One of the biggest challenges of using classifiers in systematic reviews is getting access to them. Manually building a classifier is an arduous and complicated task that is best left to data scientists. Building a classifier without relying on the training approach is incredibly time-consuming, and is therefore a costly process that most research organizations have neither the time or budget to tackle.
The training method for classifiers is easier and cheaper. However, the idea of classifying references strictly to use to train the classifier is not productive. DistillerSR solves this problem by using references from past projects that have already been screened by humans to train the classifiers. This method is extremely efficient because you aren’t doing any extra work, but still reaping the benefit of training the AI with ‘good’ data.

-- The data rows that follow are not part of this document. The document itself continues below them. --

//! Scalers — forward/inverse transforms paired with a model's raw algorithm.
//!
//! A closed set of variants rather than an open trait: scaler state has to
//! be persisted alongside model state, and a tagged enum round-trips through
//! serde without any machinery.
//!
//! The scaler operates on the single close column, so the fitted "shape" is
//! a scalar pair and a shape mismatch between fit and transform cannot be
//! expressed. The remaining misuse is applying an unfitted scaler, which is
//! `ModelError::ScalerUnfitted`.

use super::ModelError;
use serde::{Deserialize, Serialize};

/// Closed scaler set.
///
/// `MinMax` maps the fitted value range onto [0, 1]. `Constant` multiplies
/// by a fixed factor — a synthetic scaler for diagnostics and tests, where a
/// known factor makes the forward/inverse pairing observable.
#[derive(Debug, Clone, PartialEq, Serialize, Deserialize)]
#[serde(tag = "kind", rename_all = "snake_case")]
pub enum Scaler {
    MinMax {
        #[serde(default)]
        state: Option<MinMaxState>,
    },
    Constant {
        factor: f64,
    },
}

#[derive(Debug, Clone, Copy, PartialEq, Serialize, Deserialize)]
pub struct MinMaxState {
    pub min: f64,
    pub max: f64,
}

impl Scaler {
    pub fn min_max() -> Self {
        Scaler::MinMax { state: None }
    }

    pub fn constant(factor: f64) -> Self {
        Scaler::Constant { factor }
    }

    /// Fit scaling parameters from the training values. Non-finite values
    /// are ignored (the first-row NaN open never reaches here, but closes
    /// are validated upstream anyway).
    pub fn fit(&mut self, values: &[f64]) -> Result<(), ModelError> {
        match self {
            Scaler::MinMax { state } => {
                let mut min = f64::INFINITY;
                let mut max = f64::NEG_INFINITY;
                for &v in values.iter().filter(|v| v.is_finite()) {
                    min = min.min(v);
                    max = max.max(v);
                }
                if !min.is_finite() || !max.is_finite() {
                    return Err(ModelError::FitFailed(
                        "no finite values to fit scaler on".into(),
                    ));
                }
                *state = Some(MinMaxState { min, max });
                Ok(())
            }
            Scaler::Constant { .. } => Ok(()),
        }
    }

    /// Forward transform into model units.
    pub fn transform(&self, values: &[f64]) -> Result<Vec<f64>, ModelError> {
        match self {
            Scaler::MinMax { state } => {
                let s = state.ok_or(ModelError::ScalerUnfitted)?;
                let range = effective_range(s);
                Ok(values.iter().map(|v| (v - s.min) / range).collect())
            }
            Scaler::Constant { factor } => Ok(values.iter().map(|v| v * factor).collect()),
        }
    }

    /// Inverse transform back into original units.
    pub fn inverse_transform(&self, values: &[f64]) -> Result<Vec<f64>, ModelError> {
        match self {
            Scaler::MinMax { state } => {
                let s = state.ok_or(ModelError::ScalerUnfitted)?;
                let range = effective_range(s);
                Ok(values.iter().map(|v| v * range + s.min).collect())
            }
            Scaler::Constant { factor } => Ok(values.iter().map(|v| v / factor).collect()),
        }
    }
}

// Degenerate ranges (constant series) divide by 1 instead of 0.
fn effective_range(s: MinMaxState) -> f64 {
    let range = s.max - s.min;
    if range.abs() < 1e-10 {
        1.0
    } else {
        range
    }
}
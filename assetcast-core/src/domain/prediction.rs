//! Prediction — the two-column output series every model produces.

use chrono::NaiveDateTime;
use serde::{Deserialize, Serialize};

/// One model prediction for one target date.
///
/// Prediction series are emitted in ascending date order, one row per
/// requested date or forecast step.
#[derive(Debug, Clone, PartialEq, Serialize, Deserialize)]
pub struct Prediction {
    pub date: NaiveDateTime,
    pub prediction: f64,
}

A “good” classifier will work the way it’s expected: with accuracy and sensitivity. Good classifiers will properly place references in the appropriate classes to which they are meant to be assigned and will correctly exclude references from categories to which they should not belong.

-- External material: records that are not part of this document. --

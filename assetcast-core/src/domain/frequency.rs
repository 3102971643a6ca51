//! Resample frequency — the closed set of period lengths upstream APIs accept.

use serde::{Deserialize, Serialize};
use std::fmt;
use std::str::FromStr;
use thiserror::Error;

/// Resample frequency for a bar request.
///
/// The `Display` form is the token the Tiingo API accepts as `resampleFreq`
/// (`daily`, `weekly`, `monthly`, `annually` for the equity endpoint;
/// `5min`, `4hour`, `1day`-style tokens for the crypto endpoint). The same
/// token is embedded in cache-key file names, so it must stay stable.
#[derive(Debug, Clone, Copy, PartialEq, Eq, Hash, Serialize, Deserialize)]
pub enum Frequency {
    Daily,
    Weekly,
    Monthly,
    Annually,
    Minutes(u32),
    Hours(u32),
}

impl fmt::Display for Frequency {
    fn fmt(&self, f: &mut fmt::Formatter<'_>) -> fmt::Result {
        match self {
            Frequency::Daily => write!(f, "daily"),
            Frequency::Weekly => write!(f, "weekly"),
            Frequency::Monthly => write!(f, "monthly"),
            Frequency::Annually => write!(f, "annually"),
            Frequency::Minutes(n) => write!(f, "{n}min"),
            Frequency::Hours(n) => write!(f, "{n}hour"),
        }
    }
}

#[derive(Debug, Error)]
#[error("unknown frequency token: '{0}' (expected daily, weekly, monthly, annually, <n>min, or <n>hour)")]
pub struct FrequencyParseError(String);

impl FromStr for Frequency {
    type Err = FrequencyParseError;

    fn from_str(s: &str) -> Result<Self, Self::Err> {
        match s {
            "daily" => return Ok(Frequency::Daily),
            "weekly" => return Ok(Frequency::Weekly),
            "monthly" => return Ok(Frequency::Monthly),
            "annually" => return Ok(Frequency::Annually),
            _ => {}
        }
        if let Some(n) = s.strip_suffix("min") {
            if let Ok(n) = n.parse::<u32>() {
                if n > 0 {
                    return Ok(Frequency::Minutes(n));
                }
            }
        }
        if let Some(n) = s.strip_suffix("hour") {
            if let Ok(n) = n.parse::<u32>() {
                if n > 0 {
                    return Ok(Frequency::Hours(n));
                }
            }
        }
        Err(FrequencyParseError(s.to_string()))
    }
}

#[cfg(test)]
mod tests {
    use super::*;

    #[test]
    fn display_produces_upstream_tokens() {
        assert_eq!(Frequency::Daily.to_string(), "daily");
        assert_eq!(Frequency::Minutes(5).to_string(), "5min");
        assert_eq!(Frequency::Hours(4).to_string(), "4hour");
    }

    #[test]
    fn parse_roundtrip() {
        for token in ["daily", "weekly", "monthly", "annually", "5min", "1hour"] {
            let freq: Frequency = token.parse().unwrap();
            assert_eq!(freq.to_string(), token);
        }
    }

    #[test]
    fn parse_rejects_unknown_tokens() {
        assert!("fortnightly".parse::<Frequency>().is_err());
        assert!("0min".parse::<Frequency>().is_err());
        assert!("min".parse::<Frequency>().is_err());
    }
}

How Much Can We Trust Classifiers?
Classifiers are a valuable tool for researchers. Sorting and classifying references is one of the most time-consuming parts of a systematic review if done manually. By automating select tasks, researchers can save time on their review and ensure they meet critical deadlines. Automation in systematic reviews is something many people want, but are hesitant to adopt because they worry that trusting a robot to do their work could compromise the validity of their reviews.

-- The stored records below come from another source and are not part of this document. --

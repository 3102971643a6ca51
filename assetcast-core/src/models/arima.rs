//! AR(p) reference model over a d-times differenced, scaled close series.
//!
//! The public identifier stays "arima"; moving-average terms are model
//! internals the system does not commit to. Fitting is ordinary least
//! squares on the lagged differenced series, forecasting is the AR
//! recursion followed by re-integration and the scaler's inverse transform.

use super::scaler::Scaler;
use super::store::ModelStore;
use super::{infer_period, validate_training_series, Forecaster, ModelError};
use crate::domain::{record, Prediction, PriceRecord};
use chrono::NaiveDateTime;
use nalgebra::{DMatrix, DVector};
use rand::rngs::StdRng;
use rand::Rng;
use serde::{Deserialize, Serialize};

#[derive(Debug, Clone, Copy, PartialEq, Eq, Serialize, Deserialize)]
pub struct ArimaConfig {
    /// Autoregressive order. Must be at least 1.
    pub p: usize,
    /// Differencing order.
    pub d: usize,
}

impl Default for ArimaConfig {
    fn default() -> Self {
        Self { p: 2, d: 1 }
    }
}

impl ArimaConfig {
    /// Rows required before a fit is attempted.
    fn min_rows(&self) -> usize {
        self.p + self.d + 10
    }
}

/// Fitted state, persisted as the model artifact.
#[derive(Debug, Clone, Serialize, Deserialize)]
pub struct ArimaState {
    pub config: ArimaConfig,
    pub ar_coeffs: Vec<f64>,
    pub constant: f64,
    pub scaler: Scaler,
    pub scaled_closes: Vec<f64>,
    pub dates: Vec<NaiveDateTime>,
}

pub struct ArimaModel {
    config: ArimaConfig,
    /// Seeded random starting coefficients, drawn at construction. Fitting
    /// replaces them; they are the reproducible pre-training state.
    initial_coeffs: Vec<f64>,
    scaler: Scaler,
    state: Option<ArimaState>,
    store: ModelStore,
}

impl ArimaModel {
    pub const NAME: &'static str = "arima";

    pub fn new(config: ArimaConfig, mut rng: StdRng, store: ModelStore) -> Self {
        let initial_coeffs = (0..config.p).map(|_| rng.gen_range(-0.1..0.1)).collect();
        Self {
            config,
            initial_coeffs,
            scaler: Scaler::min_max(),
            state: None,
            store,
        }
    }

    /// Replace the default min-max scaler. Only meaningful before training.
    pub fn with_scaler(mut self, scaler: Scaler) -> Self {
        self.scaler = scaler;
        self
    }

    /// Pre-training coefficient initialization (seeded, reproducible).
    pub fn initial_coefficients(&self) -> &[f64] {
        &self.initial_coeffs
    }

    pub fn fitted_state(&self) -> Option<&ArimaState> {
        self.state.as_ref()
    }

    fn trained(&self) -> Result<&ArimaState, ModelError> {
        self.state.as_ref().ok_or(ModelError::Untrained)
    }
}

impl Forecaster for ArimaModel {
    fn name(&self) -> &'static str {
        Self::NAME
    }

    fn train(&mut self, series: &[PriceRecord]) -> Result<(), ModelError> {
        validate_training_series(series)?;
        let need = self.config.min_rows();
        if series.len() < need {
            return Err(ModelError::SeriesTooShort {
                need,
                got: series.len(),
            });
        }

        let closes = record::closes(series);
        self.scaler.fit(&closes)?;
        let scaled = self.scaler.transform(&closes)?;

        let diffed = difference(&scaled, self.config.d);
        let (ar_coeffs, constant) = fit_ar(&diffed, self.config.p)?;

        self.state = Some(ArimaState {
            config: self.config,
            ar_coeffs,
            constant,
            scaler: self.scaler.clone(),
            scaled_closes: scaled,
            dates: record::dates(series),
        });
        self.save()
    }

    fn inference(&self, dates: &[NaiveDateTime]) -> Result<Vec<Prediction>, ModelError> {
        let state = self.trained()?;
        if dates.is_empty() {
            return Ok(Vec::new());
        }

        let mut targets = dates.to_vec();
        targets.sort();

        let in_sample = state.scaler.inverse_transform(&in_sample_predictions(state))?;
        let last = *state.dates.last().expect("fitted state is non-empty");
        let period = infer_period(&state.dates);

        let horizon = targets
            .iter()
            .filter(|d| **d > last)
            .map(|d| steps_after(last, *d, period))
            .max()
            .unwrap_or(0);
        let future = if horizon > 0 {
            state
                .scaler
                .inverse_transform(&forecast_scaled(state, horizon))?
        } else {
            Vec::new()
        };

        let predictions = targets
            .into_iter()
            .map(|date| {
                let prediction = if date > last {
                    future[steps_after(last, date, period) - 1]
                } else {
                    // First trained period at or after the target date.
                    let idx = state.dates.partition_point(|d| *d < date);
                    in_sample[idx.min(in_sample.len() - 1)]
                };
                Prediction { date, prediction }
            })
            .collect();
        Ok(predictions)
    }

    fn forecast(&self, steps: usize) -> Result<Vec<Prediction>, ModelError> {
        let state = self.trained()?;
        if steps == 0 {
            return Ok(Vec::new());
        }

        let values = state
            .scaler
            .inverse_transform(&forecast_scaled(state, steps))?;
        let last = *state.dates.last().expect("fitted state is non-empty");
        let period = infer_period(&state.dates);

        Ok(values
            .into_iter()
            .enumerate()
            .map(|(k, prediction)| Prediction {
                date: last + period * (k as i32 + 1),
                prediction,
            })
            .collect())
    }

    fn save(&self) -> Result<(), ModelError> {
        self.store.save(Self::NAME, self.trained()?)
    }

    fn restore(&mut self) -> Result<(), ModelError> {
        let state: ArimaState = self.store.load(Self::NAME)?;
        self.config = state.config;
        self.scaler = state.scaler.clone();
        self.state = Some(state);
        Ok(())
    }
}

/// Difference a series `d` times.
fn difference(data: &[f64], d: usize) -> Vec<f64> {
    let mut result = data.to_vec();
    for _ in 0..d {
        if result.len() < 2 {
            return Vec::new();
        }
        result = result.windows(2).map(|w| w[1] - w[0]).collect();
    }
    result
}

/// Last value of each differencing level 0..d — the anchors the forecast
/// re-integrates against.
fn level_anchors(data: &[f64], d: usize) -> Vec<f64> {
    let mut anchors = Vec::with_capacity(d);
    let mut level = data.to_vec();
    for _ in 0..d {
        anchors.push(*level.last().expect("levels stay non-empty"));
        level = level.windows(2).map(|w| w[1] - w[0]).collect();
    }
    anchors
}

/// OLS fit of an AR(p) with intercept: β = (X'X)⁻¹ X'y over lagged rows.
fn fit_ar(data: &[f64], p: usize) -> Result<(Vec<f64>, f64), ModelError> {
    if p == 0 {
        return Err(ModelError::FitFailed("AR order must be at least 1".into()));
    }
    let n = data.len();
    if n < p + 2 {
        return Err(ModelError::SeriesTooShort { need: p + 2, got: n });
    }

    let rows = n - p;
    let mut x_data = Vec::with_capacity(rows * (p + 1));
    for t in p..n {
        x_data.push(1.0);
        for i in 1..=p {
            x_data.push(data[t - i]);
        }
    }
    let x = DMatrix::from_row_slice(rows, p + 1, &x_data);
    let y = DVector::from_iterator(rows, data[p..].iter().copied());

    let xtx = x.transpose() * &x;
    let xty = x.transpose() * &y;
    let beta = xtx
        .try_inverse()
        .map(|inv| inv * xty)
        .ok_or_else(|| ModelError::FitFailed("normal equations are singular".into()))?;

    let constant = beta[0];
    let ar_coeffs = beta.iter().skip(1).copied().collect();
    Ok((ar_coeffs, constant))
}

/// Forecast `steps` values in scaled units via the AR recursion plus
/// re-integration through the differencing levels.
fn forecast_scaled(state: &ArimaState, steps: usize) -> Vec<f64> {
    let d = state.config.d;
    let mut extended = difference(&state.scaled_closes, d);

    let mut diff_forecasts = Vec::with_capacity(steps);
    for _ in 0..steps {
        let mut next = state.constant;
        for (i, phi) in state.ar_coeffs.iter().enumerate() {
            if extended.len() > i {
                next += phi * extended[extended.len() - 1 - i];
            }
        }
        extended.push(next);
        diff_forecasts.push(next);
    }

    // Integrate back up: each level's forecast is a running sum anchored at
    // that level's last observed value.
    let anchors = level_anchors(&state.scaled_closes, d);
    let mut values = diff_forecasts;
    for &anchor in anchors.iter().rev() {
        let mut running = anchor;
        for v in values.iter_mut() {
            running += *v;
            *v = running;
        }
    }
    values
}

/// One-step-ahead in-sample predictions in scaled units, aligned with the
/// trained series. Warmup rows (the first p + d) have no defined prediction
/// and carry NaN.
fn in_sample_predictions(state: &ArimaState) -> Vec<f64> {
    let d = state.config.d;
    let p = state.ar_coeffs.len();
    let n = state.scaled_closes.len();

    // levels[j][k] is the j-times differenced value at original index k + j.
    let mut levels: Vec<Vec<f64>> = Vec::with_capacity(d + 1);
    levels.push(state.scaled_closes.clone());
    for j in 1..=d {
        let prev = &levels[j - 1];
        levels.push(prev.windows(2).map(|w| w[1] - w[0]).collect());
    }

    (0..n)
        .map(|t| {
            if t < p + d {
                return f64::NAN;
            }
            // Predicted value at the deepest level, from actual lags.
            let td = t - d;
            let mut pred = state.constant;
            for (i, phi) in state.ar_coeffs.iter().enumerate() {
                pred += phi * levels[d][td - 1 - i];
            }
            // Reconstruct upward using actual previous-level values.
            for j in (0..d).rev() {
                pred += levels[j][t - j - 1];
            }
            pred
        })
        .collect()
}

/// Whole periods from `last` to `date`, rounded up, at least 1.
fn steps_after(last: NaiveDateTime, date: NaiveDateTime, period: chrono::Duration) -> usize {
    let period_secs = period.num_seconds().max(1) as f64;
    let gap_secs = (date - last).num_seconds() as f64;
    (gap_secs / period_secs).ceil().max(1.0) as usize
}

Originally, classifiers were used in screening to group references into one of two piles: references that look similar to ones that have already been included, and references that do not. The challenge with approach is that because the classifier is only looking at overall similarity, the users cannot tell specifically why a reference was included or excluded.
This approach applies classifiers to specific screening questions (e.g. “Is this reference an RCT?”, or “Was this study conducted on human subjects?”). By having DistillerSR use question-specific classifiers to complete a screening for the way a human would, researchers are now able to determine precisely why a reference was included or excluded. Moreover, in situations where two screeners are used, one can now be DistillerSR and discrepancies between humans and DistillerSR decisions can be automatically flagged for review, resulting in a more accurate screening process with less manual work.
The way we see it, the classifiers are only as good as the data used to train them. So it’s essential to test your classifier to understand its performance. The best way to test is to compare your results with the current gold standard. And consider that using classifiers in systematic reviews is akin to developing any other diagnostic test. It’s important to test and understand their performance so you can make informed decisions for your specific needs.
The Future of Classifiers in Systematic Reviews
So what does the future hold for using classifiers in systematic reviews? At this point, the potential is endless. It remains to be seen exactly how the use of AI in SRs will unfold, but what we do know is that technology will continue to move in the direction of automating or semi-automating the time-consuming tasks involved with systematic reviews. It may eventually help with developing search strategies, identifying relevant records, data extraction steps, and more. We’ve peeked into the future of systematic reviews, and it’s automated!